- ACTIVITY
Starting at the line that contains "pub(crate) fn channels_mut(&mut" and ending at the line that contains "use super::*;", the lines below are to be given again exactly, with nothing added.

--- DATASET EXCERPTS ---

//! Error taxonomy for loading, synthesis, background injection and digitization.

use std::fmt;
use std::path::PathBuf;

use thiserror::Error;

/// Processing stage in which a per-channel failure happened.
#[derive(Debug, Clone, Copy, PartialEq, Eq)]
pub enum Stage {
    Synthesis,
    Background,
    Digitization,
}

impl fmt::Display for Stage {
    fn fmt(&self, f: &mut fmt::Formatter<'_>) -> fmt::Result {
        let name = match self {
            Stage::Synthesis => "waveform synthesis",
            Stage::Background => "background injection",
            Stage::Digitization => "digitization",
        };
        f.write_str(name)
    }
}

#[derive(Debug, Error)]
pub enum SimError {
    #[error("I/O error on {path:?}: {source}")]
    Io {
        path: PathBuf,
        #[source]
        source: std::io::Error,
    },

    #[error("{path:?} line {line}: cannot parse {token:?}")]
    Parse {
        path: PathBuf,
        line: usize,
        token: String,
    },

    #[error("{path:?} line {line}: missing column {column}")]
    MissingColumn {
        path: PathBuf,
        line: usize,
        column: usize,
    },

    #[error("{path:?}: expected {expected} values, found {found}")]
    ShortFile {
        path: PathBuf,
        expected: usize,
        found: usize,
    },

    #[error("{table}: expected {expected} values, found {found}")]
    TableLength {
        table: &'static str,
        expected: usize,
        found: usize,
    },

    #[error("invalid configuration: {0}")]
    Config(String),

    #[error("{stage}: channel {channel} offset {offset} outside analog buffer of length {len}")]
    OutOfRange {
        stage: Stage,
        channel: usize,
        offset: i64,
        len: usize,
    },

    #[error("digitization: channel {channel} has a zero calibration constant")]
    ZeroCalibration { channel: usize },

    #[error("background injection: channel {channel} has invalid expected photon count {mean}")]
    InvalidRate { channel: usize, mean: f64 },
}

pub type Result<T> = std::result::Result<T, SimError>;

---
--- DATASET EXCERPTS ---

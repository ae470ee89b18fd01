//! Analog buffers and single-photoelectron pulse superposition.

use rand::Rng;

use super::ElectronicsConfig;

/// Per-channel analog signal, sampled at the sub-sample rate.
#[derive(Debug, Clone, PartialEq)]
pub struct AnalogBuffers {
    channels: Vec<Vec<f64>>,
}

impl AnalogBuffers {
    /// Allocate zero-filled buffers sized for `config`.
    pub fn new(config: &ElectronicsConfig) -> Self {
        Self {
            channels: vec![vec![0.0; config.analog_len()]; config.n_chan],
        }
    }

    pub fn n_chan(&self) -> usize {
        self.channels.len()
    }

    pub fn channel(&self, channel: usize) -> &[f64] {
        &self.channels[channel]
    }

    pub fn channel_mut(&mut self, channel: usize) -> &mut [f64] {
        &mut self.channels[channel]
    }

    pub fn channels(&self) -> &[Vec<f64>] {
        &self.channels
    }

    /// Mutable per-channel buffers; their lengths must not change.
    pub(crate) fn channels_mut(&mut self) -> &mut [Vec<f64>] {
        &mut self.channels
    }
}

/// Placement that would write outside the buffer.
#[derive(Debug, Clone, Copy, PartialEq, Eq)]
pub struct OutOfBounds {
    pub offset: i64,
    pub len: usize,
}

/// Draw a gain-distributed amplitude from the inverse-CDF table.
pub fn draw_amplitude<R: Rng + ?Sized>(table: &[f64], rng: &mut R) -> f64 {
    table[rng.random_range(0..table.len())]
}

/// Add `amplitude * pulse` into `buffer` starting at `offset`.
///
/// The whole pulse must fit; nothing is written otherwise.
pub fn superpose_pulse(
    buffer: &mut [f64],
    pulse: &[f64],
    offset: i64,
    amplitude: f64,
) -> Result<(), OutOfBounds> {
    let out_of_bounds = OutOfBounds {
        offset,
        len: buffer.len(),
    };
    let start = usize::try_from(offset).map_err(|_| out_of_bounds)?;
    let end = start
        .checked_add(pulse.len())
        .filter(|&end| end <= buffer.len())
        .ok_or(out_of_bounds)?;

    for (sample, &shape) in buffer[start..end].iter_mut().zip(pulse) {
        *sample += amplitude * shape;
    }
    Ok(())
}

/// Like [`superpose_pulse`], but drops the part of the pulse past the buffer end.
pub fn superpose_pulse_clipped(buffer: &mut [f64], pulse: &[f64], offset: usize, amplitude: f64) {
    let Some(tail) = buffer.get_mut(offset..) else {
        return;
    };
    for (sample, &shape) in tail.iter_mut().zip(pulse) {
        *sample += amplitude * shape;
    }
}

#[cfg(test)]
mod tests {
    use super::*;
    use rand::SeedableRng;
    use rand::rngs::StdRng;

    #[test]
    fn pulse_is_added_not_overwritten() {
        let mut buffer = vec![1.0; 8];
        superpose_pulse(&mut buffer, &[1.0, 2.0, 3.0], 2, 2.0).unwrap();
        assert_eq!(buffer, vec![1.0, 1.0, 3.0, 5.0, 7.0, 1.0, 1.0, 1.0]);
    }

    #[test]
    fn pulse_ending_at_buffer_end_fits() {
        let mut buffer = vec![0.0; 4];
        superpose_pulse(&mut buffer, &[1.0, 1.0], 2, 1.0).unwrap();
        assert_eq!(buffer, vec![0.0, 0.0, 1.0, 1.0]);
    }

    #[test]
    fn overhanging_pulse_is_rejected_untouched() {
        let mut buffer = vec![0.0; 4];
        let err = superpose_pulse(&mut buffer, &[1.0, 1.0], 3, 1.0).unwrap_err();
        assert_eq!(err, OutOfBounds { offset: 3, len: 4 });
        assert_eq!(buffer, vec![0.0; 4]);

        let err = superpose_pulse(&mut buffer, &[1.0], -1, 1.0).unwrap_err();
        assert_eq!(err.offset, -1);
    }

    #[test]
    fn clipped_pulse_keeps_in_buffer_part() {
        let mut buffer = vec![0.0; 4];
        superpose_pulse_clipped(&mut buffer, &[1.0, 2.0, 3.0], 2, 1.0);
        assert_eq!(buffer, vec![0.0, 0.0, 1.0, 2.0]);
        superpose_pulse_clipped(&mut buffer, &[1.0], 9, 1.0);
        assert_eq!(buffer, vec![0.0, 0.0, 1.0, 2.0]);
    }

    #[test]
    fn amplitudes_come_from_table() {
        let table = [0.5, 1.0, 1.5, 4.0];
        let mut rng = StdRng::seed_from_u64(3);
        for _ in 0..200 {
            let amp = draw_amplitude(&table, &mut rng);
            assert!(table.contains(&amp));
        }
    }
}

---
--- DATASET EXCERPTS ---

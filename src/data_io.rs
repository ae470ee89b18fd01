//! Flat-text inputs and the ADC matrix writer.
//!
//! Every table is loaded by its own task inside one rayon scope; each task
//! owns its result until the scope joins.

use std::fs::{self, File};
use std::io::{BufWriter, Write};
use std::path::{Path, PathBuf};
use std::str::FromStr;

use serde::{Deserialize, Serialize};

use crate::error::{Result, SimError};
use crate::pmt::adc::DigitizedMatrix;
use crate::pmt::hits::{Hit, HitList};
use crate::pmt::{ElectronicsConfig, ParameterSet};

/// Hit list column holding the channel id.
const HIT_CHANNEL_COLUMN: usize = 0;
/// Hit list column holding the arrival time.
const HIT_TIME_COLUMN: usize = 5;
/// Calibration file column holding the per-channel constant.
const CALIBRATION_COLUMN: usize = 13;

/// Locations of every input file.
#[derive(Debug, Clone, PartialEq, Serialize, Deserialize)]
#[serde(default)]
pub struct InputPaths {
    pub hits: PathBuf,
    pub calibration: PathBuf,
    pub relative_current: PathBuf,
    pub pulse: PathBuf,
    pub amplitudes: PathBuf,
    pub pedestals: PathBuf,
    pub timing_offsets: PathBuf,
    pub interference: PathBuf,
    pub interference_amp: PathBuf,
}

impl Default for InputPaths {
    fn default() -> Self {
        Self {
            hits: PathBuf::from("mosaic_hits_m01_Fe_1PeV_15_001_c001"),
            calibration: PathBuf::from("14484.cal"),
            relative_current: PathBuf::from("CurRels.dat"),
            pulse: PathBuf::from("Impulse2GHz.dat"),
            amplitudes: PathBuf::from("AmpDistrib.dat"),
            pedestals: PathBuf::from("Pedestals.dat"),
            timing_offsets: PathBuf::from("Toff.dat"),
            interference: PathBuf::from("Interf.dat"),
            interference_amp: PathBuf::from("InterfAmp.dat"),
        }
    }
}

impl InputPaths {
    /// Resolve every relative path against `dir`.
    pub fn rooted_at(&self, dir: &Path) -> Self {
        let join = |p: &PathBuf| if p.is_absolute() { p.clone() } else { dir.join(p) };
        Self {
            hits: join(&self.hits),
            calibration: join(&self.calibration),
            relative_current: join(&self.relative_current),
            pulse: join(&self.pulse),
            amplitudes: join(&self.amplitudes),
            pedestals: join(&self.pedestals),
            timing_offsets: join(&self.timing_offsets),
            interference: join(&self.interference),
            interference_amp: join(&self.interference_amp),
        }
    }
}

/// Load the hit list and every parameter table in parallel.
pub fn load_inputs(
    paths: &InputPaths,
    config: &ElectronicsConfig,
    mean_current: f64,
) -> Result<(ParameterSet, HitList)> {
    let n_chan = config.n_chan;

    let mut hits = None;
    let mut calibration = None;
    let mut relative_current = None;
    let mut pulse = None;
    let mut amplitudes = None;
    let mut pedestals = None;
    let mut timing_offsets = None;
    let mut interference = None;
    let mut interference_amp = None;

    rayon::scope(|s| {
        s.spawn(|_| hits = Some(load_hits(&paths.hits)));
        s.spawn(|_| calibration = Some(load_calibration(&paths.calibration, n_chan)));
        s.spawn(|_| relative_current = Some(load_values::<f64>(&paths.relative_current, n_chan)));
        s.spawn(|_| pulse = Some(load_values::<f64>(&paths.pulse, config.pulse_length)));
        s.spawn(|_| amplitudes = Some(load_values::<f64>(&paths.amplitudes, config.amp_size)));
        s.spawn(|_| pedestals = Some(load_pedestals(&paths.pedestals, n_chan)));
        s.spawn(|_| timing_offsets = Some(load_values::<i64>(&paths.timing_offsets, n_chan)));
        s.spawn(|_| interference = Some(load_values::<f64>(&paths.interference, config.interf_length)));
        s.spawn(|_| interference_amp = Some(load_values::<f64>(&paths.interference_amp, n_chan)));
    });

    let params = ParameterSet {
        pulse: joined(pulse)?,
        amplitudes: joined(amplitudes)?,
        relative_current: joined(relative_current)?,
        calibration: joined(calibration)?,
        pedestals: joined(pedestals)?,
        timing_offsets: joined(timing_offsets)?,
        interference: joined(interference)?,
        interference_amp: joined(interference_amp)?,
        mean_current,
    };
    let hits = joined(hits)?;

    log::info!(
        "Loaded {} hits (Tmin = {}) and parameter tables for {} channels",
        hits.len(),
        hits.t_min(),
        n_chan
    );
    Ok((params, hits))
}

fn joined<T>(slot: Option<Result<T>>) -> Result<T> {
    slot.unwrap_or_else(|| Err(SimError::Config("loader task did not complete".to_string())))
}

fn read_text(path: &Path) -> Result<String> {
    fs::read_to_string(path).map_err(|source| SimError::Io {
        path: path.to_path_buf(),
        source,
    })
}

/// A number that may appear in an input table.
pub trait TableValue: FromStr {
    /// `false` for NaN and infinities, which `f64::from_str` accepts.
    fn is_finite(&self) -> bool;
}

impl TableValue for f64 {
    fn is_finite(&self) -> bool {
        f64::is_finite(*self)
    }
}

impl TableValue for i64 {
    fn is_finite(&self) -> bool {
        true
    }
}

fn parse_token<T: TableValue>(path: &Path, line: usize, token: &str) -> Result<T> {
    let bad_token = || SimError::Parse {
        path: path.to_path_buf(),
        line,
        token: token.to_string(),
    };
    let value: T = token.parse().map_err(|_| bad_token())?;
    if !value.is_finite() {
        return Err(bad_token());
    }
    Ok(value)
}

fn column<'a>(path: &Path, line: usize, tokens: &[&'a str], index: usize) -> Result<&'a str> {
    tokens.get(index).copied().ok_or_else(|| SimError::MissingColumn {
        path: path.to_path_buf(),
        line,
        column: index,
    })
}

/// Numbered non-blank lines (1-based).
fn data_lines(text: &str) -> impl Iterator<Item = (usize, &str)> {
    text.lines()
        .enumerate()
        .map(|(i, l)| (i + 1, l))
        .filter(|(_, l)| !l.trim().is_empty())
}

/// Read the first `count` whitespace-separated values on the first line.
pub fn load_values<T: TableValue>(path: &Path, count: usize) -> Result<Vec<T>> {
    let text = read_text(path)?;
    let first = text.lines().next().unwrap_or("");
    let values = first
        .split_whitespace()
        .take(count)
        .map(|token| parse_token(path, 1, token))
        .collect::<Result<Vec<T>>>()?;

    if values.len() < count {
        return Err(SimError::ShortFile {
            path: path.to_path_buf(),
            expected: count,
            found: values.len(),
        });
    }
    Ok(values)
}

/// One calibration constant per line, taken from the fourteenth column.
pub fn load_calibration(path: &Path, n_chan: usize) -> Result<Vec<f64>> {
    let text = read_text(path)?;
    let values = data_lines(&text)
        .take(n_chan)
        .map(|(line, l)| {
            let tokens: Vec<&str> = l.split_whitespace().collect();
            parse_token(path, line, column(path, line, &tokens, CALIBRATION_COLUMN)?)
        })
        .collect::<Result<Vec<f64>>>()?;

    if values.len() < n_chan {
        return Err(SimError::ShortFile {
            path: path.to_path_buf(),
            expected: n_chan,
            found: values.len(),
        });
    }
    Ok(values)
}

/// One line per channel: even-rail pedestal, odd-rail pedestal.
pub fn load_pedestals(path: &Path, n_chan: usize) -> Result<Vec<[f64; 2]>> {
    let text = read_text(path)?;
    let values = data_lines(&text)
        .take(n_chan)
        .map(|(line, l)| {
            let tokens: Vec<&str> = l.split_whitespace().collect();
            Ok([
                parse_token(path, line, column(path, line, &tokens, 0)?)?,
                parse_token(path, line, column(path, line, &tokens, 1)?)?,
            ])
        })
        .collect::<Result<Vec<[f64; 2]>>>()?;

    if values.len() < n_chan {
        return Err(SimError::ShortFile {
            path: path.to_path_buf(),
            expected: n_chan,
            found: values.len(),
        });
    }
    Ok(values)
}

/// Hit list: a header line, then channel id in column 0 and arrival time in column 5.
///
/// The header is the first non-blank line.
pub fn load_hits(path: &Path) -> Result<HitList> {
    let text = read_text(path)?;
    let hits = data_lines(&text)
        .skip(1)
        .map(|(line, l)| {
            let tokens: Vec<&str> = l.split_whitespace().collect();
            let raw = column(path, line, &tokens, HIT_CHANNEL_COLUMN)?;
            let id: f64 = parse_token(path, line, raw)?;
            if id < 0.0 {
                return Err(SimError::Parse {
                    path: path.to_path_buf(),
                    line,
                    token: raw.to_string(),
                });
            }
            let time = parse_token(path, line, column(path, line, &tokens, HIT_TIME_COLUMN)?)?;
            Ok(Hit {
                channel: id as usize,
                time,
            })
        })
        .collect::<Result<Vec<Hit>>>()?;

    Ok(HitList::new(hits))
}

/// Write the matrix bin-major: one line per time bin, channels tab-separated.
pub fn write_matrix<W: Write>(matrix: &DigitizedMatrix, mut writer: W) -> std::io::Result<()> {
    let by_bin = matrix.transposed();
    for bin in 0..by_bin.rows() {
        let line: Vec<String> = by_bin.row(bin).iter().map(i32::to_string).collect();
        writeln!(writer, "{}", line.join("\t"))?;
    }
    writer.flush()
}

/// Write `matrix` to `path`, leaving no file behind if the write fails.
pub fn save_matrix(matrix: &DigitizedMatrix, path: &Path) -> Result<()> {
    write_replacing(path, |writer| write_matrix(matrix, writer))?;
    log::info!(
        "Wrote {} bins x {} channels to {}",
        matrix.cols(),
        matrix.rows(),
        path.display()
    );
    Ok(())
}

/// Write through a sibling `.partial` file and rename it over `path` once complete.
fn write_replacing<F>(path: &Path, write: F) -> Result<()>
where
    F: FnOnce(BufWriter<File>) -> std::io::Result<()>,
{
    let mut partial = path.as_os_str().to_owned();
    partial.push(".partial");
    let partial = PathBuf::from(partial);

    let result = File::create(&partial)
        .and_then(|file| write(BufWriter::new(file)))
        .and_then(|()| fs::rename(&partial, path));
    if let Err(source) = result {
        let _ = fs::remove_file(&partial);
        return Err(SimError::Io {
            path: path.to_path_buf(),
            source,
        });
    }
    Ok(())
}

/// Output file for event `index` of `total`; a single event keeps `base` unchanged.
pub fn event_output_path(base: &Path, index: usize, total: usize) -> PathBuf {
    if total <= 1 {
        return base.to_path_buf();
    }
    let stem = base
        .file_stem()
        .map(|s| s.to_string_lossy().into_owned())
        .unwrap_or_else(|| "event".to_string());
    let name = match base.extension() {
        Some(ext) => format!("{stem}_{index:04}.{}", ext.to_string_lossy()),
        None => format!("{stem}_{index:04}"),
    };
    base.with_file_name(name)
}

---

- SOLUTION TO THE EXERCISE
    pub(crate) fn channels_mut(&mut self) -> &mut [Vec<f64>] {
        &mut self.channels
    }
}

/// Placement that would write outside the buffer.
#[derive(Debug, Clone, Copy, PartialEq, Eq)]
pub struct OutOfBounds {
    pub offset: i64,
    pub len: usize,
}

/// Draw a gain-distributed amplitude from the inverse-CDF table.
pub fn draw_amplitude<R: Rng + ?Sized>(table: &[f64], rng: &mut R) -> f64 {
    table[rng.random_range(0..table.len())]
}

/// Add `amplitude * pulse` into `buffer` starting at `offset`.
///
/// The whole pulse must fit; nothing is written otherwise.
pub fn superpose_pulse(
    buffer: &mut [f64],
    pulse: &[f64],
    offset: i64,
    amplitude: f64,
) -> Result<(), OutOfBounds> {
    let out_of_bounds = OutOfBounds {
        offset,
        len: buffer.len(),
    };
    let start = usize::try_from(offset).map_err(|_| out_of_bounds)?;
    let end = start
        .checked_add(pulse.len())
        .filter(|&end| end <= buffer.len())
        .ok_or(out_of_bounds)?;

    for (sample, &shape) in buffer[start..end].iter_mut().zip(pulse) {
        *sample += amplitude * shape;
    }
    Ok(())
}

/// Like [`superpose_pulse`], but drops the part of the pulse past the buffer end.
pub fn superpose_pulse_clipped(buffer: &mut [f64], pulse: &[f64], offset: usize, amplitude: f64) {
    let Some(tail) = buffer.get_mut(offset..) else {
        return;
    };
    for (sample, &shape) in tail.iter_mut().zip(pulse) {
        *sample += amplitude * shape;
    }
}

#[cfg(test)]
mod tests {
    use super::*;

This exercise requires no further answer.